- Native name: Зоя Ивановна Парфёнова
- Born: 21 June 1920 Alatyr, Simbirsk Governorate, Russian SFSR
- Died: 7 April 1993 (age 72) Moscow, Russian Federation
- Allegiance: Soviet Union
- Branch: Soviet Air Force
- Service years: 1941–1945
- Rank: Senior Lieutenant
- Unit: 46th Taman Guards Night Bomber Aviation Regiment
- Conflicts: World War II Eastern Front; ;
- Awards: Hero of the Soviet Union

= Zoya Parfyonova =

Soviet military aviator (1920–1993)

Zoya Ivanovna Akimova née Parfyonova (Зоя Ивановна Парфёнова; 21 June 1920 – 7 April 1993) was a senior lieutenant and deputy squadron commander in the 46th Taman Guards Night Bomber Aviation Regiment during World War II. For completing 815 sorties during the war, she was awarded the title Hero of the Soviet Union on 18 August 1945, making her the only woman from Chuvashia to receive the title.

== Early life ==
Zoya Ivanovna Parfyonova was born on 21 June 1920 to a Russian peasant family in the Russian SFSR, the youngest of five children.

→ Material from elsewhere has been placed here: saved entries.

//! Capture Loop
//!
//! The background daemon that owns the camera for the lifetime of the
//! panel. Runs on a dedicated thread because device reads and the control
//! utility both block. Each iteration reconciles desired vs. applied
//! settings, pulls one frame, publishes it as the latest, appends it to an
//! active recording, hands it to the presenter, then yields briefly.
//!
//! ## State machine
//!
//! ```text
//! Opening ──open ok──▶ Running ──run flag cleared──▶ Stopping ──▶ Stopped
//!    │                    │
//!    └──open failed───────┴──fatal control error──▶ Stopped (Fatal event)
//! ```
//!
//! Cancellation is cooperative: the run flag is observed at the top of each
//! iteration, so shutdown latency is bounded by one iteration plus the
//! yield sleep (or the read-retry delay when the device is stalling).

use crate::control::{CameraControl, ControlBackend, ControlError};
use crate::error::PanelError;
use crate::event::{EventSender, PanelEvent};
use crate::settings::{AppliedSettings, CameraSettings, SharedSettings};
use crate::video::capture::{CaptureError, FrameSource};
use crate::video::frame::{Resolution, VideoFrame};
use crate::video::presenter::Presenter;
use crate::video::recorder::RecordingSession;
use crate::video::throughput::{ThroughputMeter, ThroughputReading};
use std::sync::atomic::{AtomicBool, AtomicU8, Ordering};
use std::sync::mpsc::RecvTimeoutError;
use std::sync::{Arc, Mutex, OnceLock};
use std::thread::{self, JoinHandle};
use std::time::Duration;
use tracing::{debug, error, info, warn};

/// Wait between retries after a failed frame read
pub const READ_RETRY_DELAY: Duration = Duration::from_secs(1);

/// Per-iteration sleep. A cooperative rate-limiter, not a frame-rate
/// governor: actual throughput is whatever the device delivers.
pub const IDLE_YIELD: Duration = Duration::from_millis(10);

/// Timing knobs for the loop (tests shrink these)
#[derive(Debug, Clone, Copy)]
pub struct CaptureLoopConfig {
    /// Wait after a failed frame read before retrying
    pub read_retry_delay: Duration,
    /// Per-iteration yield sleep
    pub idle_yield: Duration,
}

impl Default for CaptureLoopConfig {
    fn default() -> Self {
        Self {
            read_retry_delay: READ_RETRY_DELAY,
            idle_yield: IDLE_YIELD,
        }
    }
}

/// Observable capture-loop states
#[derive(Debug, Clone, Copy, PartialEq, Eq)]
#[repr(u8)]
pub enum LoopState {
    /// Acquiring the device handle
    Opening = 0,
    /// Pulling frames
    Running = 1,
    /// Run flag cleared, finishing the current iteration
    Stopping = 2,
    /// Device released; terminal
    Stopped = 3,
}

impl LoopState {
    fn from_u8(value: u8) -> Self {
        match value {
            0 => LoopState::Opening,
            1 => LoopState::Running,
            2 => LoopState::Stopping,
            _ => LoopState::Stopped,
        }
    }
}

/// Shared cells the loop publishes into
struct SharedParts {
    running: Arc<AtomicBool>,
    state: Arc<AtomicU8>,
    latest: Arc<Mutex<Option<Arc<VideoFrame>>>>,
    recorder_slot: Arc<Mutex<Option<RecordingSession>>>,
    resolution: Arc<OnceLock<Resolution>>,
}

/// Handle to a spawned capture loop
///
/// Owns the run flag and the join handle; everything else is shared with
/// the loop thread.
pub struct CaptureHandle {
    running: Arc<AtomicBool>,
    state: Arc<AtomicU8>,
    latest: Arc<Mutex<Option<Arc<VideoFrame>>>>,
    recorder_slot: Arc<Mutex<Option<RecordingSession>>>,
    resolution: Arc<OnceLock<Resolution>>,
    throughput: ThroughputReading,
    done: std::sync::mpsc::Receiver<()>,
    thread: Option<JoinHandle<()>>,
}

/// Spawn the capture loop on its own thread
///
/// The source is constructed *on the loop thread* via `source_factory`, so
/// device acquisition never blocks the caller; an open failure surfaces as
/// a [`PanelEvent::Fatal`] and the loop goes straight to `Stopped`.
pub fn spawn<S, F, B>(
    source_factory: F,
    backend: B,
    settings: SharedSettings,
    presenter: Presenter,
    events: EventSender,
    config: CaptureLoopConfig,
) -> CaptureHandle
where
    S: FrameSource + 'static,
    F: FnOnce() -> Result<S, CaptureError> + Send + 'static,
    B: ControlBackend + 'static,
{
    let running = Arc::new(AtomicBool::new(true));
    let state = Arc::new(AtomicU8::new(LoopState::Opening as u8));
    let latest = Arc::new(Mutex::new(None));
    let recorder_slot = Arc::new(Mutex::new(None));
    let resolution = Arc::new(OnceLock::new());

    let meter = ThroughputMeter::new();
    let throughput = meter.reading();
    let (done_tx, done_rx) = std::sync::mpsc::channel();

    let shared = SharedParts {
        running: Arc::clone(&running),
        state: Arc::clone(&state),
        latest: Arc::clone(&latest),
        recorder_slot: Arc::clone(&recorder_slot),
        resolution: Arc::clone(&resolution),
    };

    let thread_events = events.clone();
    let spawned = thread::Builder::new()
        .name("capture-loop".into())
        .spawn(move || {
            run(
                source_factory,
                backend,
                settings,
                presenter,
                thread_events,
                config,
                shared,
                meter,
            );
            let _ = done_tx.send(());
        });

    let thread = match spawned {
        Ok(handle) => Some(handle),
        Err(e) => {
            error!(error = %e, "Failed to spawn capture thread");
            running.store(false, Ordering::Relaxed);
            state.store(LoopState::Stopped as u8, Ordering::Relaxed);
            let _ = events.try_send(PanelEvent::Fatal {
                error: format!("capture thread: {}", e),
            });
            None
        }
    };

    CaptureHandle {
        running,
        state,
        latest,
        recorder_slot,
        resolution,
        throughput,
        done: done_rx,
        thread,
    }
}

impl CaptureHandle {
    /// Current loop state
    pub fn state(&self) -> LoopState {
        LoopState::from_u8(self.state.load(Ordering::Relaxed))
    }

    /// Whether the run flag is still set
    pub fn is_running(&self) -> bool {
        self.running.load(Ordering::Relaxed)
    }

    /// Most recently captured frame, if any
    pub fn latest_frame(&self) -> Option<Arc<VideoFrame>> {
        self.latest.lock().ok().and_then(|guard| guard.clone())
    }

    /// Device resolution, available once the loop has opened the source
    pub fn resolution(&self) -> Option<Resolution> {
        self.resolution.get().copied()
    }

    /// Most recent measured capture rate
    pub fn fps(&self) -> f64 {
        self.throughput.fps()
    }

    /// Whether a recording session is active
    pub fn is_recording(&self) -> bool {
        self.recorder_slot
            .lock()
            .map(|slot| slot.is_some())
            .unwrap_or(false)
    }

    /// Install a recording session; the loop appends every captured frame
    ///
    /// Returns the session back if one is already active.
    pub fn begin_recording(
        &self,
        session: RecordingSession,
    ) -> Result<(), RecordingSession> {
        match self.recorder_slot.lock() {
            Ok(mut slot) => {
                if slot.is_some() {
                    return Err(session);
                }
                *slot = Some(session);
                Ok(())
            }
            Err(_) => Err(session),
        }
    }

    /// Remove the active recording session without closing it
    pub fn end_recording(&self) -> Option<RecordingSession> {
        self.recorder_slot.lock().ok().and_then(|mut slot| slot.take())
    }

    /// Request shutdown and wait for the loop to exit
    ///
    /// Cooperative: clears the run flag and waits up to `timeout` for the
    /// thread to finish its iteration and clean up. An overrun is reported
    /// as [`PanelError::ShutdownTimeout`] and not retried.
    pub fn shutdown(&mut self, timeout: Duration) -> crate::error::Result<()> {
        self.running.store(false, Ordering::Relaxed);

        let Some(thread) = self.thread.take() else {
            return Ok(());
        };

        match self.done.recv_timeout(timeout) {
            Ok(()) | Err(RecvTimeoutError::Disconnected) => {
                let _ = thread.join();
                Ok(())
            }
            Err(RecvTimeoutError::Timeout) => {
                error!(?timeout, "Capture thread did not stop in time");
                Err(PanelError::ShutdownTimeout(timeout))
            }
        }
    }
}

#[allow(clippy::too_many_arguments)]
fn run<S, F, B>(
    source_factory: F,
    mut backend: B,
    settings: SharedSettings,
    mut presenter: Presenter,
    events: EventSender,
    config: CaptureLoopConfig,
    shared: SharedParts,
    mut meter: ThroughputMeter,
) where
    S: FrameSource,
    F: FnOnce() -> Result<S, CaptureError>,
    B: ControlBackend,
{
    let source = match source_factory() {
        Ok(source) => source,
        Err(e) => {
            error!(error = %e, "Failed to open capture device");
            let _ = events.try_send(PanelEvent::Fatal {
                error: e.to_string(),
            });
            shared.running.store(false, Ordering::Relaxed);
            shared
                .state
                .store(LoopState::Stopped as u8, Ordering::Relaxed);
            return;
        }
    };

    let resolution = source.resolution();
    let _ = shared.resolution.set(resolution);
    shared
        .state
        .store(LoopState::Running as u8, Ordering::Relaxed);
    info!(%resolution, "Capture loop running");

    let source = run_iterations(
        source,
        &mut backend,
        &settings,
        &mut presenter,
        &events,
        &config,
        &shared,
        &mut meter,
    );

    shared
        .state
        .store(LoopState::Stopping as u8, Ordering::Relaxed);
    debug!("Capture loop stopping");

    // Release the device handle (exactly once), then any active recording.
    drop(source);
    if let Ok(mut slot) = shared.recorder_slot.lock() {
        if let Some(mut session) = slot.take() {
            session.close();
        }
    }

    shared
        .state
        .store(LoopState::Stopped as u8, Ordering::Relaxed);
    let _ = events.try_send(PanelEvent::Stopped);
    info!("Capture loop stopped");
}

#[allow(clippy::too_many_arguments)]
fn run_iterations<S, B>(
    mut source: S,
    backend: &mut B,
    settings: &SharedSettings,
    presenter: &mut Presenter,
    events: &EventSender,
    config: &CaptureLoopConfig,
    shared: &SharedParts,
    meter: &mut ThroughputMeter,
) -> S
where
    S: FrameSource,
    B: ControlBackend,
{
    let mut applied = AppliedSettings::default();

    while shared.running.load(Ordering::Relaxed) {
        let desired = settings.snapshot();
        if let Err(fatal) = reconcile(backend, &mut applied, &desired, events) {
            error!(error = %fatal, "Control utility unavailable, stopping capture");
            let _ = events.try_send(PanelEvent::Fatal {
                error: fatal.to_string(),
            });
            shared.running.store(false, Ordering::Relaxed);
            break;
        }

        let frame = match source.read_frame() {
            Ok(frame) => Arc::new(frame),
            Err(e) => {
                warn!(error = %e, "Frame read failed, retrying");
                let _ = events.try_send(PanelEvent::CaptureStalled {
                    error: e.to_string(),
                });
                thread::sleep(config.read_retry_delay);
                continue;
            }
        };

        // Latest-frame slot has overwrite semantics: consumers only ever
        // see the newest frame.
        if let Ok(mut latest) = shared.latest.lock() {
            *latest = Some(Arc::clone(&frame));
        }

        if let Ok(mut slot) = shared.recorder_slot.lock() {
            if let Some(session) = slot.as_mut() {
                if let Err(e) = session.write(&frame) {
                    warn!(error = %e, "Recording write failed, ending session");
                    if let Some(mut broken) = slot.take() {
                        broken.close();
                    }
                    let _ = events.try_send(PanelEvent::RecordingStopped {
                        reason: e.to_string(),
                    });
                }
            }
        }

        presenter.present(&frame);

        if let Some(fps) = meter.record_frame() {
            debug!(fps = %format_args!("{:.2}", fps), target = desired.frame_rate, "Capture rate");
            let _ = events.try_send(PanelEvent::Throughput {
                fps,
                target: desired.frame_rate,
            });
        }

        thread::sleep(config.idle_yield);
    }

    source
}

/// Converge applied settings toward desired via the control adapter
///
/// Only a fatal adapter error (missing utility) propagates; command
/// failures are reported and consumed.
fn reconcile<B: ControlBackend + ?Sized>(
    backend: &mut B,
    applied: &mut AppliedSettings,
    desired: &CameraSettings,
    events: &EventSender,
) -> Result<(), ControlError> {
    reconcile_one(
        backend,
        CameraControl::Exposure,
        desired.exposure_us,
        &mut applied.exposure_us,
        events,
    )?;
    reconcile_one(
        backend,
        CameraControl::FrameRate,
        desired.frame_rate,
        &mut applied.frame_rate,
        events,
    )
}

fn reconcile_one<B: ControlBackend + ?Sized>(
    backend: &mut B,
    control: CameraControl,
    desired: u32,
    applied: &mut Option<u32>,
    events: &EventSender,
) -> Result<(), ControlError> {
    if *applied == Some(desired) {
        return Ok(());
    }

    let result = backend.set_control(control, desired);
    // At-most-once-per-change: the attempt consumes the change whether or
    // not it succeeded, so a persistently failing control is not retried
    // every iteration.
    *applied = Some(desired);

    match result {
        Ok(()) => {
            info!(%control, value = desired, "Control applied");
            Ok(())
        }
        Err(e) if e.is_fatal() => Err(e),
        Err(e) => {
            let _ = events.try_send(PanelEvent::ControlFailed {
                control,
                value: desired,
                error: e.to_string(),
            });
            Ok(())
        }
    }
}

She graduated from nursing courses before attending the local flight club and eventually became a flight instructor. Having become the first woman pilot in Alatyr, she trained a large number of young people before the war.

== Military career ==
Parfyonova joined the Soviet military in 1941 shortly after the German invasion of the Soviet Union. In early 1942 she graduated from training at the Engels Military Aviation School and was sent to the Eastern front in May where she fought as part of the regiment in the Southern, Transcaucasus, North Caucasusian and 4th Ukrainian fronts. She became a member of the Communist Party of the Soviet Union in 1943. She bombed Germans over Kuban, the Taman peninsula, Sevastopol, Poland and Germany, reaching the vicinity of Berlin. She did not take part in the Belorussian offensive, because she was recovering from wounds.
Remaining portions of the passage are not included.